What do you think is the future of the newsletter when you think about your why in doing this? Usually, people of high moral standing and highly productive members of society want to contribute to something meaningful, and this newsletter to me surely is that. How do you see your values getting translated into the community?

I hope it can be a hearth where people can share information and get more interactive where they’re learning from the newsletter. We have a virtuous circle where we’re providing thoughts, comments, tips, and all that stuff to make it more useful for them. It comes down to being useful, but a lot of it is making people feel smart and not alone. It’s simple as that. I’m trying to avoid sounding too cosmic or high and mighty about it. It’s just a little newsletter, but it has this feeling of mission to me to provide a little bit of help and information through your day, and a little bit of, “I’m ready to go. I have a sense that’s going on.” If I could provide that, that’s great.

There’s always a little smile in there.

That’s important, too. Everybody needs to find something like that where they can figure out something to save every day, some kindness every day, and some contribution every day. That’s the goal. If we all did that and did it better, and I try every day to do it better, we’ll be a lot better off. This newsletter generates no money. It has no advertising and the subscription is free. We hope people will become members of OPA to help subsidize it.
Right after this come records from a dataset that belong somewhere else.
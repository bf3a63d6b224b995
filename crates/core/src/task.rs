// SPDX-License-Identifier: BUSL-1.1
// Copyright (c) 2026 Alfred Jean LLC

//! Cooperative cancellation handle for pool jobs.

use std::sync::atomic::{AtomicBool, Ordering};
use std::sync::Arc;

/// Shared flag a running job checks between plugins and between discrete
/// steps within a plugin. Cancellation is cooperative; there is no forced
/// termination.
#[derive(Debug, Clone, Default)]
pub struct CancelFlag {
    cancelled: Arc<AtomicBool>,
}

impl CancelFlag {
    pub fn new() -> Self {
        Self::default()
    }

    /// Request cancellation. Idempotent.
    pub fn cancel(&self) {
        self.cancelled.store(true, Ordering::SeqCst);
    }

    pub fn is_cancelled(&self) -> bool {
        self.cancelled.load(Ordering::SeqCst)
    }
}
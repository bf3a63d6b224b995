// SPDX-License-Identifier: BUSL-1.1
// Copyright (c) 2026 Alfred Jean LLC

//! Wire payloads of send-command and cancel-command messages.

use indexmap::IndexMap;
use serde::{Deserialize, Serialize};
use serde_json::Value;
use std::collections::HashMap;

/// Parsed payload of a send-command message.
#[derive(Debug, Clone, Serialize, Deserialize)]
#[serde(rename_all = "PascalCase")]
pub struct SendCommandPayload {
    pub command_id: String,
    pub document_name: String,
    pub document_content: DocumentContent,
    #[serde(default)]
    pub output_s3_bucket_name: String,
    #[serde(default)]
    pub output_s3_key_prefix: String,
    #[serde(default)]
    pub parameters: HashMap<String, Value>,
}

/// Command document body; `runtime_config` maps plugin name to its raw
/// configuration, in execution order.
#[derive(Debug, Clone, Serialize, Deserialize)]
#[serde(rename_all = "camelCase")]
pub struct DocumentContent {
    #[serde(default)]
    pub schema_version: String,
    #[serde(default)]
    pub description: String,
    pub runtime_config: IndexMap<String, RuntimeConfigEntry>,
}

/// Raw per-plugin section of a command document.
#[derive(Debug, Clone, Default, Serialize, Deserialize)]
#[serde(rename_all = "camelCase")]
pub struct RuntimeConfigEntry {
    #[serde(default, skip_serializing_if = "Option::is_none")]
    pub settings: Option<Value>,
    #[serde(default)]
    pub properties: Value,
}

/// Parsed payload of a cancel-command message.
#[derive(Debug, Clone, Serialize, Deserialize)]
#[serde(rename_all = "PascalCase")]
pub struct CancelPayload {
    pub cancel_message_id: String,
    #[serde(default)]
    pub cancel_command_id: String,
}

/// Configuration handed to the plugin runtime for one plugin.
#[derive(Debug, Clone, Default, PartialEq, Serialize, Deserialize)]
#[serde(rename_all = "PascalCase")]
pub struct PluginConfig {
    #[serde(default, skip_serializing_if = "Option::is_none")]
    pub settings: Option<Value>,
    #[serde(default)]
    pub properties: Value,
    #[serde(default)]
    pub output_s3_bucket_name: String,
    #[serde(default)]
    pub output_s3_key_prefix: String,
    /// Working directory for this plugin's orchestration files.
    #[serde(default)]
    pub orchestration_directory: String,
    #[serde(default)]
    pub message_id: String,
    #[serde(default)]
    pub book_keeping_file_name: String,
    #[serde(default)]
    pub plugin_name: String,
}
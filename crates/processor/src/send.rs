// SPDX-License-Identifier: BUSL-1.1
// Copyright (c) 2026 Alfred Jean LLC

//! Send-command executor.
//!
//! One path serves both fresh dispatch and recovery resume: plugins that
//! already executed are filtered out, then the document is finalized from
//! whatever the durable record says after the runner returns.

use crate::parser::MessageParser;
use crate::processor::Processor;
use drover_adapters::{MdsService, PluginRunner, ReplyBuilder, Responder};
use drover_core::{CancelFlag, DocumentState, ResultStatus, UPDATE_AGENT_PLUGIN_NAME};
use drover_store::Folder;
use tracing::{debug, error, info_span, Instrument};

impl<M, R, P, B, D> Processor<M, R, P, B, D>
where
    M: MdsService,
    R: PluginRunner,
    P: MessageParser,
    B: ReplyBuilder,
    D: Responder,
{
    pub(crate) async fn run_send_command(&self, doc: DocumentState, cancel: CancelFlag) {
        let message_id = doc.info.message_id.clone();
        let destination = doc.info.destination.clone();
        let span = info_span!("send_command", message_id = %message_id);

        async {
            let pending = doc.pending_plugin_configurations();
            let ran_update_plugin = pending.contains_key(UPDATE_AGENT_PLUGIN_NAME);

            if pending.is_empty() {
                debug!("all plugins already executed, finalizing");
            } else {
                debug!(plugins = ?pending.keys().collect::<Vec<_>>(), "running plugins");
                self.inner
                    .runner
                    .run(&message_id, pending, &self.inner.responder, cancel)
                    .await;
            }

            // The runner persisted per-plugin progress; the durable record
            // is the source of truth for the final reply.
            let current = match self
                .store()
                .interim_state(&destination, &message_id, Folder::Current)
            {
                Ok(doc) => doc,
                Err(e) => {
                    error!(error = %e, "failed to re-read interim state, aborting finalization");
                    return;
                }
            };
            let outputs = current.plugin_outputs();

            let reply = self.inner.reply_builder.build("", &outputs);
            let mut info = current.info.clone();
            info.additional_info = reply.additional_info;
            info.document_status = reply.document_status;
            info.document_trace_output = reply.document_trace_output;
            info.runtime_status = reply.runtime_status;

            if let Err(e) = self.store().persist_document_info(&info, Folder::Current) {
                error!(error = %e, "failed to persist final document info");
            }

            // A reboot keeps the record in `current` with no reply and no
            // deletion; the next boot's recovery pass resumes it.
            if info.document_status == ResultStatus::SuccessAndReboot {
                debug!("document requires a reboot, holding reply until resume");
                return;
            }

            debug!(status = %info.document_status, "sending reply on message completion");
            self.inner.responder.send(&message_id, "", &outputs);

            if let Err(e) =
                self.store()
                    .move_state(&destination, &message_id, Folder::Current, Folder::Completed)
            {
                error!(error = %e, "failed to move record to completed");
            }

            if ran_update_plugin {
                debug!("message deletion left to the agent updater");
            } else {
                match self.inner.mds.delete(&message_id).await {
                    Ok(()) => self.inner.stop_policy.record_success(),
                    Err(e) => self.handle_mds_error(e),
                }
            }
        }
        .instrument(span)
        .await
    }
}
// SPDX-License-Identifier: BUSL-1.1
// Copyright (c) 2026 Alfred Jean LLC

//! Cancel-command executor.

use crate::parser::MessageParser;
use crate::processor::Processor;
use drover_adapters::{MdsService, PluginRunner, ReplyBuilder, Responder};
use drover_core::{DocumentState, ResultStatus};
use drover_store::Folder;
use tracing::{debug, error, info_span, Instrument};

impl<M, R, P, B, D> Processor<M, R, P, B, D>
where
    M: MdsService,
    R: PluginRunner,
    P: MessageParser,
    B: ReplyBuilder,
    D: Responder,
{
    pub(crate) async fn run_cancel_command(&self, mut doc: DocumentState) {
        let message_id = doc.info.message_id.clone();
        let span = info_span!("cancel_command", message_id = %message_id);

        async {
            let Some(cancel) = doc.cancel.clone() else {
                error!("cancel document without cancel information, dropping");
                return;
            };

            debug!(cancel_target = %cancel.cancel_message_id, "cancelling command");
            let found = self.inner.send_pool.cancel(cancel.cancel_message_id.as_str());

            let debug_info = if found {
                doc.info.document_status = ResultStatus::Success;
                format!("Command {} cancelled", cancel.cancel_command_id)
            } else {
                // Cancel arrived after the target already completed.
                debug!(cancel_target = %cancel.cancel_message_id, "command not found (possibly completed)");
                doc.info.document_status = ResultStatus::Failed;
                format!("Command {} couldn't be cancelled", cancel.cancel_command_id)
            };
            if let Some(info) = doc.cancel.as_mut() {
                info.debug_info = debug_info;
            }

            if let Err(e) = self.store().persist(&doc, Folder::Current) {
                error!(error = %e, "failed to persist cancel outcome");
            }
            if let Err(e) = self.store().move_state(
                &doc.info.destination,
                &message_id,
                Folder::Current,
                Folder::Completed,
            ) {
                error!(error = %e, "failed to move record to completed");
            }

            match self.inner.mds.delete(&message_id).await {
                Ok(()) => self.inner.stop_policy.record_success(),
                Err(e) => self.handle_mds_error(e),
            }
        }
        .instrument(span)
        .await
    }
}
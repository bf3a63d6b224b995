// SPDX-License-Identifier: BUSL-1.1
// Copyright (c) 2026 Alfred Jean LLC

//! Bounded, keyed worker pools.
//!
//! A pool runs a fixed number of workers draining one bounded queue. Every
//! job is keyed by its message id; the key maps to the job's cancel flag
//! for as long as the job is queued or running, which is what makes
//! `cancel` and the duplicate-submit guard work.

use drover_core::CancelFlag;
use parking_lot::Mutex;
use std::collections::HashMap;
use std::future::Future;
use std::pin::Pin;
use std::sync::Arc;
use std::time::Duration;
use thiserror::Error;
use tokio::sync::mpsc;
use tokio::sync::mpsc::error::SendTimeoutError;
use tokio::task::JoinHandle;
use tracing::Instrument;

/// A submitted unit of work. Receives the cancel flag it must observe.
pub type JobFn =
    Box<dyn FnOnce(CancelFlag) -> Pin<Box<dyn Future<Output = ()> + Send>> + Send + 'static>;

/// Errors from pool submission
#[derive(Debug, Error)]
pub enum PoolError {
    #[error("job already submitted for {0}")]
    DuplicateKey(String),
    #[error("pool {0} saturated")]
    Saturated(&'static str),
    #[error("pool {0} closed")]
    Closed(&'static str),
}

struct PoolJob {
    key: String,
    flag: CancelFlag,
    run: JobFn,
}

type Entries = Arc<Mutex<HashMap<String, CancelFlag>>>;

/// Fixed-size worker pool with keyed, cancellable jobs.
pub struct TaskPool {
    name: &'static str,
    submit_timeout: Duration,
    tx: Mutex<Option<mpsc::Sender<PoolJob>>>,
    entries: Entries,
    workers: Mutex<Vec<JoinHandle<()>>>,
}

impl TaskPool {
    /// Spawn `worker_count` workers. Must be called inside a tokio runtime.
    pub fn new(name: &'static str, worker_count: usize, submit_timeout: Duration) -> Self {
        let worker_count = worker_count.max(1);
        let (tx, rx) = mpsc::channel::<PoolJob>(worker_count * 2);
        let rx = Arc::new(tokio::sync::Mutex::new(rx));
        let entries: Entries = Arc::new(Mutex::new(HashMap::new()));

        let workers = (0..worker_count)
            .map(|_| spawn_worker(name, rx.clone(), entries.clone()))
            .collect();

        Self {
            name,
            submit_timeout,
            tx: Mutex::new(Some(tx)),
            entries,
            workers: Mutex::new(workers),
        }
    }

    /// Enqueue a job under `key`. Fails when the key is already live, when
    /// the queue stays full past the submit timeout, or after shutdown.
    pub async fn submit(&self, key: &str, job: JobFn) -> Result<(), PoolError> {
        let flag = CancelFlag::new();
        {
            let mut entries = self.entries.lock();
            if entries.contains_key(key) {
                return Err(PoolError::DuplicateKey(key.to_string()));
            }
            entries.insert(key.to_string(), flag.clone());
        }

        let tx = self.tx.lock().clone();
        let Some(tx) = tx else {
            self.entries.lock().remove(key);
            return Err(PoolError::Closed(self.name));
        };

        let job = PoolJob {
            key: key.to_string(),
            flag,
            run: job,
        };
        match tx.send_timeout(job, self.submit_timeout).await {
            Ok(()) => Ok(()),
            Err(SendTimeoutError::Timeout(_)) => {
                self.entries.lock().remove(key);
                Err(PoolError::Saturated(self.name))
            }
            Err(SendTimeoutError::Closed(_)) => {
                self.entries.lock().remove(key);
                Err(PoolError::Closed(self.name))
            }
        }
    }

    /// Request cancellation of a queued or running job. Returns `false`
    /// when the key is unknown (already completed or never submitted).
    /// Idempotent.
    pub fn cancel(&self, key: &str) -> bool {
        match self.entries.lock().get(key) {
            Some(flag) => {
                flag.cancel();
                true
            }
            None => false,
        }
    }

    /// Close the queue and wait for in-flight jobs to finish.
    pub async fn shutdown(&self) {
        drop(self.tx.lock().take());
        let workers = std::mem::take(&mut *self.workers.lock());
        for handle in workers {
            let _ = handle.await;
        }
    }
}

fn spawn_worker(
    name: &'static str,
    rx: Arc<tokio::sync::Mutex<mpsc::Receiver<PoolJob>>>,
    entries: Entries,
) -> JoinHandle<()> {
    tokio::spawn(async move {
        loop {
            // Hold the receiver lock only while waiting for the next job.
            let job = { rx.lock().await.recv().await };
            let Some(job) = job else { break };

            let key = job.key.clone();
            let span = tracing::info_span!("pool_job", pool = name, key = %key);
            (job.run)(job.flag).instrument(span).await;
            entries.lock().remove(&key);
        }
    })
}

#[cfg(test)]
#[path = "pool_tests.rs"]
mod tests;
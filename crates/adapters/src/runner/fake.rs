// SPDX-License-Identifier: BUSL-1.1
// Copyright (c) 2026 Alfred Jean LLC

//! Fake plugin runner for testing

use super::PluginRunner;
use crate::responder::Responder;
use async_trait::async_trait;
use drover_core::{CancelFlag, MessageId, PluginConfig, PluginOutputs, PluginResult, ResultStatus};
use drover_store::{CommandStore, Folder};
use indexmap::IndexMap;
use parking_lot::Mutex;
use std::collections::HashMap;
use std::sync::Arc;
use tokio::sync::Notify;

/// Recorded `run` invocation
#[derive(Debug, Clone)]
pub struct RunnerCall {
    pub message_id: MessageId,
    pub plugin_names: Vec<String>,
}

struct Gate {
    plugin: String,
    reached: Arc<Notify>,
    release: Arc<Notify>,
}

struct FakeRunnerState {
    results: Mutex<HashMap<String, PluginResult>>,
    calls: Mutex<Vec<RunnerCall>>,
    gate: Mutex<Option<Gate>>,
}

/// Fake plugin runner honoring the real runner's contract: sequential
/// execution in map order, per-plugin durable progress through the store,
/// plugin-level replies, cooperative cancellation, stop-on-reboot.
#[derive(Clone)]
pub struct FakePluginRunner {
    store: Arc<CommandStore>,
    destination: String,
    inner: Arc<FakeRunnerState>,
}

impl FakePluginRunner {
    pub fn new(store: Arc<CommandStore>, destination: impl Into<String>) -> Self {
        Self {
            store,
            destination: destination.into(),
            inner: Arc::new(FakeRunnerState {
                results: Mutex::new(HashMap::new()),
                calls: Mutex::new(Vec::new()),
                gate: Mutex::new(None),
            }),
        }
    }

    /// Script the result of one plugin; unscripted plugins succeed.
    pub fn set_result(&self, plugin_name: impl Into<String>, result: PluginResult) {
        self.inner.results.lock().insert(plugin_name.into(), result);
    }

    /// Pause before executing `plugin_name`. Returns `(reached, release)`:
    /// the runner signals `reached` when it arrives at the plugin and waits
    /// for `release` before continuing.
    pub fn pause_at(&self, plugin_name: impl Into<String>) -> (Arc<Notify>, Arc<Notify>) {
        let reached = Arc::new(Notify::new());
        let release = Arc::new(Notify::new());
        *self.inner.gate.lock() = Some(Gate {
            plugin: plugin_name.into(),
            reached: reached.clone(),
            release: release.clone(),
        });
        (reached, release)
    }

    /// Get all recorded invocations
    pub fn calls(&self) -> Vec<RunnerCall> {
        self.inner.calls.lock().clone()
    }

    fn result_for(&self, plugin_name: &str) -> PluginResult {
        self.inner
            .results
            .lock()
            .get(plugin_name)
            .cloned()
            .unwrap_or_else(|| PluginResult {
                status: ResultStatus::Success,
                code: 0,
                output: format!("{plugin_name} ok"),
            })
    }

    fn persist_progress(&self, message_id: &MessageId, plugin_name: &str, result: &PluginResult) {
        if let Ok(mut doc) =
            self.store
                .interim_state(&self.destination, message_id, Folder::Current)
        {
            if let Some(slot) = doc.plugins.get_mut(plugin_name) {
                slot.result = result.clone();
                slot.has_executed = true;
            }
            let _ = self.store.persist(&doc, Folder::Current);
        }
    }
}

#[async_trait]
impl PluginRunner for FakePluginRunner {
    async fn run(
        &self,
        message_id: &MessageId,
        configurations: IndexMap<String, PluginConfig>,
        responder: &dyn Responder,
        cancel: CancelFlag,
    ) -> PluginOutputs {
        self.inner.calls.lock().push(RunnerCall {
            message_id: message_id.clone(),
            plugin_names: configurations.keys().cloned().collect(),
        });

        let mut outputs = PluginOutputs::new();
        for name in configurations.keys() {
            let gate = {
                let guard = self.inner.gate.lock();
                guard
                    .as_ref()
                    .filter(|g| g.plugin == *name)
                    .map(|g| (g.reached.clone(), g.release.clone()))
            };
            if let Some((reached, release)) = gate {
                reached.notify_one();
                release.notified().await;
            }

            let result = if cancel.is_cancelled() {
                PluginResult {
                    status: ResultStatus::Cancelled,
                    code: 1,
                    output: "execution cancelled".to_string(),
                }
            } else {
                self.result_for(name)
            };

            self.persist_progress(message_id, name, &result);
            outputs.insert(name.clone(), result.clone());
            responder.send(message_id, name, &outputs);

            if result.status == ResultStatus::SuccessAndReboot {
                break;
            }
        }
        outputs
    }
}
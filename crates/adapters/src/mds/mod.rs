// SPDX-License-Identifier: BUSL-1.1
// Copyright (c) 2026 Alfred Jean LLC

//! Message delivery service transport adapter

// Test support - only compiled for tests or when explicitly requested
#[cfg(any(test, feature = "test-support"))]
mod fake;
#[cfg(any(test, feature = "test-support"))]
pub use fake::{FakeMdsService, MdsCall};

use async_trait::async_trait;
use drover_core::MessageId;
use std::fmt;
use thiserror::Error;

/// Errors from MDS transport operations
#[derive(Debug, Error)]
pub enum MdsError {
    #[error("transport error: {0}")]
    Transport(String),
}

/// Reason reported when a message is failed back to the service.
#[derive(Debug, Clone, Copy, PartialEq, Eq)]
pub enum FailureReason {
    InternalHandlerException,
}

impl fmt::Display for FailureReason {
    fn fmt(&self, f: &mut fmt::Formatter<'_>) -> fmt::Result {
        match self {
            FailureReason::InternalHandlerException => write!(f, "InternalHandlerException"),
        }
    }
}

/// Raw message pulled from the delivery service. Fields arrive optional on
/// the wire; the dispatcher validates presence before routing.
#[derive(Debug, Clone, Default)]
pub struct MdsMessage {
    pub message_id: Option<String>,
    pub topic: Option<String>,
    pub payload: Option<String>,
    pub destination: Option<String>,
    pub created_date: Option<String>,
}

/// Adapter for the cloud message-delivery service.
///
/// The transport client behind this trait is shared across workers and must
/// be internally thread-safe.
#[async_trait]
pub trait MdsService: Send + Sync + 'static {
    /// Claim ownership of a delivered message.
    async fn acknowledge(&self, message_id: &MessageId) -> Result<(), MdsError>;

    /// Report a message the processor cannot handle.
    async fn fail(&self, message_id: &MessageId, reason: FailureReason) -> Result<(), MdsError>;

    /// Terminal deletion; at most once per message.
    async fn delete(&self, message_id: &MessageId) -> Result<(), MdsError>;
}
// SPDX-License-Identifier: BUSL-1.1
// Copyright (c) 2026 Alfred Jean LLC

//! Processor facade wiring the pools, the store, and the adapters.

use crate::parser::MessageParser;
use crate::pool::TaskPool;
use crate::stop_policy::StopPolicy;
use drover_adapters::{FailureReason, MdsError, MdsService, PluginRunner, ReplyBuilder, Responder};
use drover_core::{MessageId, ProcessorConfig};
use drover_store::CommandStore;
use std::sync::Arc;
use tracing::error;

/// Adapter bundle for constructing a [`Processor`].
pub struct ProcessorDeps<M, R, P, B, D> {
    pub mds: M,
    pub runner: R,
    pub parser: P,
    pub reply_builder: B,
    pub responder: D,
    pub store: Arc<CommandStore>,
}

pub(crate) struct Inner<M, R, P, B, D> {
    pub(crate) config: ProcessorConfig,
    pub(crate) mds: M,
    pub(crate) runner: R,
    pub(crate) parser: P,
    pub(crate) reply_builder: B,
    pub(crate) responder: D,
    pub(crate) store: Arc<CommandStore>,
    pub(crate) send_pool: TaskPool,
    pub(crate) cancel_pool: TaskPool,
    pub(crate) stop_policy: StopPolicy,
}

/// The command dispatch core.
///
/// Cheap to clone; pool jobs capture a clone to drive their document's
/// lifecycle. Construct inside a tokio runtime (worker tasks spawn
/// immediately), call [`recover_saved_work`](Processor::recover_saved_work)
/// once, then feed messages through
/// [`process_message`](Processor::process_message).
pub struct Processor<M, R, P, B, D> {
    pub(crate) inner: Arc<Inner<M, R, P, B, D>>,
}

impl<M, R, P, B, D> Clone for Processor<M, R, P, B, D> {
    fn clone(&self) -> Self {
        Self {
            inner: self.inner.clone(),
        }
    }
}

impl<M, R, P, B, D> Processor<M, R, P, B, D>
where
    M: MdsService,
    R: PluginRunner,
    P: MessageParser,
    B: ReplyBuilder,
    D: Responder,
{
    pub fn new(config: ProcessorConfig, deps: ProcessorDeps<M, R, P, B, D>) -> Self {
        let send_pool = TaskPool::new("send-command", config.send_workers, config.submit_timeout);
        let cancel_pool = TaskPool::new(
            "cancel-command",
            config.cancel_workers,
            config.submit_timeout,
        );
        let stop_policy = StopPolicy::new(config.stop_policy_threshold);

        Self {
            inner: Arc::new(Inner {
                config,
                mds: deps.mds,
                runner: deps.runner,
                parser: deps.parser,
                reply_builder: deps.reply_builder,
                responder: deps.responder,
                store: deps.store,
                send_pool,
                cancel_pool,
                stop_policy,
            }),
        }
    }

    pub(crate) fn store(&self) -> &CommandStore {
        &self.inner.store
    }

    pub(crate) fn config(&self) -> &ProcessorConfig {
        &self.inner.config
    }

    /// Whether the MDS stop policy still allows polling.
    pub fn is_healthy(&self) -> bool {
        self.inner.stop_policy.is_healthy()
    }

    /// Close both pools and wait for in-flight documents to finish.
    pub async fn shutdown(&self) {
        self.inner.send_pool.shutdown().await;
        self.inner.cancel_pool.shutdown().await;
    }

    /// Route an MDS transport error through the stop policy.
    pub(crate) fn handle_mds_error(&self, err: MdsError) {
        let errors = self.inner.stop_policy.record_error();
        error!(error = %err, consecutive_errors = errors, "MDS transport error");
    }

    /// Fail a message back to the service, tracking transport health.
    pub(crate) async fn fail_message(&self, message_id: &MessageId, reason: FailureReason) {
        match self.inner.mds.fail(message_id, reason).await {
            Ok(()) => self.inner.stop_policy.record_success(),
            Err(e) => self.handle_mds_error(e),
        }
    }
}

#[cfg(test)]
#[path = "processor_tests.rs"]
mod tests;
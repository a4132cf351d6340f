// Copyright 2025 eraflo
//
// Licensed under the Apache License, Version 2.0 (the "License");
// you may not use this file except in compliance with the License.
// You may obtain a copy of the License at
//
//     http://www.apache.org/licenses/LICENSE-2.0
//
// Unless required by applicable law or agreed to in writing, software
// distributed under the License is distributed on an "AS IS" BASIS,
// WITHOUT WARRANTIES OR CONDITIONS OF ANY KIND, either express or implied.
// See the License for the specific language governing permissions and
// limitations under the License.

//! Decoders that turn raw file bytes into engine-ready payloads.

use cairn_core::asset::Asset;
use std::error::Error;

mod binary;
mod text;

pub use binary::BinaryDecoder;
pub use text::TextDecoder;

/// A trait for types that can decode a specific kind of asset from a byte slice.
///
/// Implementors do the potentially CPU-intensive work of parsing raw file data
/// into a usable payload. Each decoder is specialized for a single asset type `A`.
pub trait AssetDecoder<A: Asset> {
    /// Parses a byte slice and converts it into an instance of the asset `A`.
    ///
    /// # Errors
    ///
    /// Returns a boxed, thread-safe error when the bytes are not a valid `A`.
    fn decode(&self, bytes: &[u8]) -> Result<A, Box<dyn Error + Send + Sync>>;
}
MECH Marc Morgenstern | Community Leadership
Community Leadership: Everybody needs to find a little kindness and contribution every day.

 

It’s about the community and the people that OPA cares about. I hope people will subscribe and if they feel that it’s valuable for them, they can donate a little bit, a few dollars to OPA, or become a member of OPA, but more than that, contribute to the community at large by their rations, goodwill, and outreach to their neighbors.

I feel that if everyone would think a little bit more about how you can help a neighbor thing once a day or something that you care about in your community, invest that time instead of watching the news, go do the thing. Instead of watching, sitting on your couch, and going, “This is frustrating,” do the thing that you want to see done. Go and make the phone call. Pick up the piece of trash across the street. Don’t wait for someone else to do it. Building those habits helps you become a real civic player.

I didn’t watch this as a kid, but I’ve become such a Mister Rogers fan because he embodies this whole thing. None of us could be him. None of us could even come close to being him. That was an amazing man, but that a little Mister Rogers sitting on our shoulder, it’s not so bad.

It’s a good angel. Won’t you be my neighbor?

Neighbor, thanks for getting us together here.

This was awesome. Another example of how people can do something to slow things down is to put up speed bumps. We have a good friend Mr. Jeff Jaro, who got a stop sign in our neighborhood that was bothering him. He thought it was important to slow traffic down and he got a stop sign. He built up enough support for that and he made it happen. It made the street safer in one man’s vision for the community to make a change in people’s lives.

Not to mention, he’s Mr. 4th of July parade. We all hope we’ll have that.

To infinitely long friendship and to neighbors. That concludes our conversation. Thanks for joining us.